Quest’ultimo era sostenuto dai tre «dissidenti», che a sua volta appoggiava, ma figurava anche sulla lista dei candidati ufficiali. L’Assemblea nazionale dei delegati (ADN) non raccomandava tuttavia di votarlo: lasciava libertà di scelta al congresso fra Schiesser e Hans-Ueli Scheidegger, che lo ha nettamente superato ottenendo 156 suffragi. Oltre a Pedrina, sono stati riconfermati anche gli altri due uscenti: il cassiere centrale Michael von Felten (187 voti) e il segretario Franz Cahannes (162). Come nuovi membri del Comitato esecutivo sono stati designati Bernard Jeandet (179) Andreas Rieger (161), Jacques Robert (174), Hans-Ueli Scheidegger (156) e Rita Schiavi: con 199 voti, l’unica rappresentante femminile in gara ha conseguito il miglior risultato in assoluto. È inoltre la prima donna a diventare vice-presidente del SEI.

Un segnale di cambiamento rivolto alle lavoratrici, che il SEI aspira ad avere nettamente più numerose nei suoi ranghi nei prossimi anni.
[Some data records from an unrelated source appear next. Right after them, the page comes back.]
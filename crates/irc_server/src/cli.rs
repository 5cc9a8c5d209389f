//! Command-line surface, `clap`-derived. The teacher declared `clap` as a
//! workspace dependency but never wired it into `bin/irc_server.rs`, which
//! hardcoded `127.0.0.1:6667` and parsed no arguments at all.

use std::path::PathBuf;

use clap::Parser;

fn parse_port_range(s: &str) -> Result<(u16, u16), String> {
    let (min, max) = s
        .split_once('-')
        .ok_or_else(|| format!("expected MIN-MAX, got `{s}`"))?;
    let min: u16 = min.parse().map_err(|_| format!("bad port: {min}"))?;
    let max: u16 = max.parse().map_err(|_| format!("bad port: {max}"))?;
    if min > max {
        return Err(format!("range start {min} is after end {max}"));
    }
    Ok((min, max))
}

/// irc-muster-server: a Modern-IRC server with a DCC file-transfer rendezvous.
#[derive(Debug, Parser)]
#[command(name = "irc-muster-server", version)]
pub struct Cli {
    /// Port to listen on for IRC client connections.
    #[arg(short = 'p', long)]
    pub port: Option<u16>,

    /// Address/hostname to bind to.
    #[arg(short = 'H', long)]
    pub hostname: Option<String>,

    /// Log level: trace, debug, info, warn, error.
    #[arg(short = 'l', long, default_value = "info")]
    pub log_level: String,

    /// Write logs to this file instead of stderr.
    #[arg(short = 'L', long)]
    pub log_file: Option<PathBuf>,

    /// Server connection password (PASS).
    #[arg(short = 'P', long)]
    pub password: Option<String>,

    /// Path to a MOTD text file.
    #[arg(short = 'f', long)]
    pub motd_file: Option<PathBuf>,

    /// Idle/ping timeout in milliseconds.
    #[arg(short = 'i', long)]
    pub idle_timeout_ms: Option<u64>,

    /// PING heartbeat frequency in milliseconds.
    #[arg(short = 'I', long)]
    pub ping_frequency_ms: Option<u64>,

    /// Server name advertised to clients.
    #[arg(short = 'S', long)]
    pub server_name: Option<String>,

    /// Operator login name accepted by OPER.
    #[arg(short = 'o', long)]
    pub oper_name: Option<String>,

    /// Operator password accepted by OPER.
    #[arg(short = 'O', long)]
    pub oper_password: Option<String>,

    /// Network name advertised via ISUPPORT NETWORK=.
    #[arg(short = 'N', long)]
    pub network_name: Option<String>,

    /// Maximum number of simultaneous client connections.
    #[arg(short = 'M', long)]
    pub max_clients: Option<usize>,

    /// FileTransferService DCC port range MIN-MAX, e.g. 49152-65535.
    #[arg(short = 'D', long, value_parser = parse_port_range)]
    pub dcc_port_range: Option<(u16, u16)>,

    /// Port for the FileTransferService rendezvous listener.
    #[arg(long)]
    pub file_transfer_port: Option<u16>,

    /// Path to a TOML configuration file.
    #[arg(long)]
    pub config: Option<PathBuf>,
}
In questa prospettiva il congresso ha anche soddisfatto le rivendicazioni di introdurre quote femminili per il lavoro politico nelle sezioni e di un posto al minimo al 30 per cento in ogni regione per l’organizzazione del lavoro per le donne.

A Friburgo invece il risultato è stato meno schiacciante: Ambrosetti ha battuto André Daguet per 123 voti contro 106. È il primo ticinese ad accedere alla presidenza del Sindacato dell’industria, della costruzione e dei servizi (FLMO). Con la sua designazione, la maggioranza del congresso ha optato per un presidente disponibile alla creazione di un sindacato interprofessionale in collaborazione con il SEI, senza tuttavia considerarla l’unica ipotesi percorribile, e in ogni caso nettamente contrario ad una fusione fra le due federazioni.

Presentandosi al congresso, Renzo Ambrosetti ha precisato di essere convinto della necessità di cambiamenti all’interno del sindacato per adeguarlo alle necessità presenti e future. Si è pure detto fautore della ricerca di sinergie e dell’eliminazione di doppioni, laddove è possibile. Ma ha messo in guardia dal voler precipitare le cose, «sacrificando sull’altare di una presunta unità» le competenze specifiche e i valori della FLMO. Egli ha insistito sull’importanza di stilare puntualmente dei bilanci dei progetti che si intraprendono, valutando attentamente i risultati: se sono negativi, si devono esplorare altre vie.

Aperto a una fusione con il SEI, il suo rivale André Daguet ha invano tentato di convincere il congresso che le «mezze misure non servono a nulla, ma costano tempo e denaro». Il bernese ritiene che i sindacati elvetici abbiano già perso troppo tempo in discussioni e che adesso occorra agire concretamente per adeguarsi alle trasformazioni avvenute negli ultimi decenni nel mondo del lavoro. Ma la maggioranza non ha condiviso le sue preoccupazioni.

Il congresso si è congedato da Christiane Brunner, che dopo otto anni di presidenza, a norma statutaria, ha dovuto cedere il mandato, sulle note della «Carmen». Werner Funk, decano del comitato direttivo, ha paragonato la ginevrina all’eroina di questa opera che lei adora: passionale, determinata e coraggiosa. Le donne sono salite alla tribuna per offrirle un girasole, simbolo della lotta femminile.